Quien oiga la música de Dios, que le aprenda;
quien sepa sus leyes, estrofas concibe;
quien beba sus llamas, en fuego se enciende;
quien sienta sus ritmos, que cante y que escriba.


(AP, p. 461)                


Para Rueda, y en esto se explica claramente su antipatía por los que iban a ser los representantes del modernismo decadente y pesimista, el hombre que no reconoce que todas las partes de la creación son un poema en sí, es el que «sin acentos canta / llenos alma y ojos de / mortal ceguera; / ese no es el hijo de la Madre Santa, / ¡ese es el engendro de la vil ramera», (AP, p. 462). Y cuando el «hombre natural», que es Rueda, se opone al «hombre químico», que es Darío29, y cuando Rueda aconseja a Julio Pellicer en 1900 que evitara un «trabajo de erudición o de despacho, ... sustancias químico cerebrales»30, es decir, el arte intelectual, decadente y parisiense, vemos cuan distante se encontraba el poeta malagueño de las pautas y corrientes artístico-ideológicas de su época y del desarrollo del modernismo en particular. Por el año 1900 no quiso aparecer en el mismo certamen artístico que ocupaba toda la promoción del modernismo. Los sentimientos ortodoxos y anacrónicos que expresó Rueda manifestaron un conservadurismo basado en el punto de vista de que las instituciones sociales son perfectas, ya que se basan, últimamente, en la voluntad divina, una voluntad que ha creado el mejor mundo posible. Estas afirmaciones nunca podían aceptarse por aquéllos que no tenían confianza o no sentían simpatía por explicaciones metafísicas y religiosas tradicionales. Es por esta razón, una vez conocido el abismo ideológico infranqueable que existía entre Rueda y los verdaderos modernistas que, en 1905, se vio el autor de Camafeos como coadjutor del anatema contra el modernismo lanzado por Emilio Ferrari31. En 1907 Valentín Gómez le hizo eco cuando denunció el «viento helado de tristezas y de disgusto del vivir por las capas todas de la atmósfera social ... tristeza universal». Aquí se ve un compromiso total en contra de lo que, para mí, se representa la manifestación auténtica del modernismo en España: la que expresó la herencia genuina del desasosiego espiritual romántico; la que había reaccionado contra la visión escéptica -«la verdad amarga» esproncediana- primariamente por medio de la mentira vital del Arte y la Belleza. Las poesías de Rueda no manifiestan ninguna veta del criticismo romántico tan diseminado en la conciencia intelectual finisecular en España. Si bien representa Rueda una parte de las pautas ideológicas decimonónicas, ha de ser la parte del conservadurismo tradicional de un Pereda y el costumbrismo casticista que representaba el montañés32.

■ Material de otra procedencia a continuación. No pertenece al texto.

// src/common/error.rs

use std::collections::HashMap;

use axum::{
    http::StatusCode,
    response::{IntoResponse, Response},
    Json,
};
use rust_decimal::Decimal;
use serde_json::{json, Value};
use thiserror::Error;

use crate::{common::i18n::I18nStore, middleware::i18n::Locale};

// Erros tipados do núcleo (store + regras de estoque + métricas).
#[derive(Debug, Error)]
pub enum AppError {
    #[error("Erro de validação")]
    ValidationError(#[from] validator::ValidationErrors),

    #[error("Corpo da requisição inválido: {0}")]
    InvalidBody(String),

    #[error("SKU já existe: {0}")]
    SkuAlreadyExists(String),

    #[error("Produto não encontrado")]
    ProductNotFound,

    #[error("Venda não encontrada")]
    SaleNotFound,

    #[error("Estoque insuficiente (disponível: {available}, solicitado: {requested})")]
    InsufficientStock { available: i32, requested: i32 },

    #[error("Total informado ({received}) difere do calculado ({expected})")]
    PriceMismatch { expected: Decimal, received: Decimal },

    #[error("Intervalo de datas inválido")]
    InvalidDateRange,

    #[error("Valor fora do intervalo suportado: {0}")]
    AmountOutOfRange(&'static str),

    // Variante genérica para qualquer outro erro inesperado
    #[error("Erro interno do servidor")]
    InternalServerError(#[from] anyhow::Error),
}

// O erro que sai pela borda HTTP.
#[derive(Debug)]
pub struct ApiError {
    pub status: StatusCode,
    pub message: String,
    pub details: Option<Value>,
}

impl AppError {
    pub fn status(&self) -> StatusCode {
        match self {
            AppError::ValidationError(_)
            | AppError::InvalidBody(_)
            | AppError::SkuAlreadyExists(_)
            | AppError::InsufficientStock { .. }
            | AppError::PriceMismatch { .. }
            | AppError::InvalidDateRange
            | AppError::AmountOutOfRange(_) => StatusCode::BAD_REQUEST,
            AppError::ProductNotFound | AppError::SaleNotFound => StatusCode::NOT_FOUND,
            AppError::InternalServerError(_) => StatusCode::INTERNAL_SERVER_ERROR,
        }
    }

    /// Traduz o erro para a resposta HTTP no idioma do cliente.
    pub fn to_api_error(self, locale: &Locale, i18n: &I18nStore) -> ApiError {
        let lang = locale.lang();
        let status = self.status();

        let (message, details) = match &self {
            AppError::ValidationError(errors) => {
                let mut details = HashMap::new();
                for (field, field_errors) in errors.field_errors() {
                    let messages: Vec<String> = field_errors
                        .iter()
                        .map(|e| {
                            let key = format!("validation.{}", e.code);
                            i18n.lookup(lang, &key)
                                .map(str::to_string)
                                .or_else(|| e.message.as_ref().map(|m| m.to_string()))
                                .unwrap_or_else(|| e.code.to_string())
                        })
                        .collect();
                    details.insert(field.to_string(), messages);
                }
                (i18n.translate(lang, "error.validation"), Some(json!(details)))
            }
            AppError::InvalidBody(reason) => (
                i18n.translate(lang, "error.invalid_body"),
                Some(json!({ "body": [reason] })),
            ),
            AppError::SkuAlreadyExists(sku) => (
                i18n.translate_with(lang, "error.sku_exists", &[("sku", sku.as_str())]),
                None,
            ),
            AppError::ProductNotFound => (i18n.translate(lang, "error.product_not_found"), None),
            AppError::SaleNotFound => (i18n.translate(lang, "error.sale_not_found"), None),
            AppError::InsufficientStock { available, requested } => {
                let (available, requested) = (available.to_string(), requested.to_string());
                let message = i18n.translate_with(
                    lang,
                    "error.insufficient_stock",
                    &[("available", available.as_str()), ("requested", requested.as_str())],
                );
                (message, None)
            }
            AppError::PriceMismatch { expected, received } => {
                let (expected, received) = (expected.to_string(), received.to_string());
                let message = i18n.translate_with(
                    lang,
                    "error.price_mismatch",
                    &[("expected", expected.as_str()), ("received", received.as_str())],
                );
                (message, None)
            }
            AppError::InvalidDateRange => (i18n.translate(lang, "error.invalid_date_range"), None),
            AppError::AmountOutOfRange(field) => {
                let mut details = serde_json::Map::new();
                details.insert(field.to_string(), json!([i18n.translate(lang, "validation.price_max")]));
                (i18n.translate(lang, "error.amount_out_of_range"), Some(Value::Object(details)))
            }
            AppError::InternalServerError(e) => {
                tracing::error!("Erro Interno do Servidor: {:?}", e);
                (i18n.translate(lang, "error.internal"), None)
            }
        };

        ApiError { status, message, details }
    }
}

impl IntoResponse for ApiError {
    fn into_response(self) -> Response {
        let body = match self.details {
            Some(details) => json!({ "message": self.message, "details": details }),
            None => json!({ "message": self.message }),
        };
        (self.status, Json(body)).into_response()
    }
}

#[cfg(test)]
mod tests {
    use super::*;

    fn en() -> Locale {
        Locale::default()
    }

    #[test]
    fn maps_taxonomy_to_status_codes() {
        assert_eq!(AppError::ProductNotFound.status(), StatusCode::NOT_FOUND);
        assert_eq!(
            AppError::InsufficientStock { available: 4, requested: 5 }.status(),
            StatusCode::BAD_REQUEST
        );
        assert_eq!(AppError::SkuAlreadyExists("X-1".into()).status(), StatusCode::BAD_REQUEST);
        assert_eq!(
            AppError::InternalServerError(anyhow::anyhow!("boom")).status(),
            StatusCode::INTERNAL_SERVER_ERROR
        );
    }

    #[test]
    fn insufficient_stock_message_carries_quantities() {
        let i18n = I18nStore::new();
        let api = AppError::InsufficientStock { available: 4, requested: 5 }.to_api_error(&en(), &i18n);
        assert_eq!(api.status, StatusCode::BAD_REQUEST);
        assert!(api.message.contains('4'));
        assert!(api.message.contains('5'));
    }

    #[test]
    fn out_of_range_amount_is_a_bad_request_on_its_field() {
        let i18n = I18nStore::new();
        let api = AppError::AmountOutOfRange("totalPrice").to_api_error(&en(), &i18n);
        assert_eq!(api.status, StatusCode::BAD_REQUEST);
        let details = api.details.expect("details");
        assert!(details["totalPrice"].is_array());
    }

    #[test]
    fn portuguese_locale_translates_messages() {
        let i18n = I18nStore::new();
        let api = AppError::ProductNotFound.to_api_error(&Locale::new("pt"), &i18n);
        assert_eq!(api.message, "Produto não encontrado.");
    }

    #[test]
    fn validation_errors_are_listed_per_field() {
        let i18n = I18nStore::new();
        let mut errors = validator::ValidationErrors::new();
        errors.add("quantity", validator::ValidationError::new("quantity_min"));

        let api = AppError::ValidationError(errors).to_api_error(&en(), &i18n);
        let details = api.details.expect("details");
        assert_eq!(details["quantity"][0], "Quantity must be at least 1.");
    }
}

Ya vemos que no es lícito ni importante buscar una prioridad artística en cuanto a la aparición del modernismo en España porque Darío y Rueda representaron unos «modernismos» completamente diferentes. No representaron una ideología común porque fueron representantes de dos intenciones poéticas bien distintas. La una, la de Darío, formó parte de un idealismo que se puede vincular con la cosmovisión romántica, la cosmovisión moderna. La otra, la de Rueda, representó un experimento tardío para reformar las tradiciones conservadoras españolas que florecieron mucho antes que la crisis espiritual y la cuenca divisoria ideológica del Romanticismo. Es decir, representa no la modernidad -modernismo- sino el pasado casticista. Es un error yuxtaponer los dos nombres como si fueran representantes de un mismo movimiento artístico.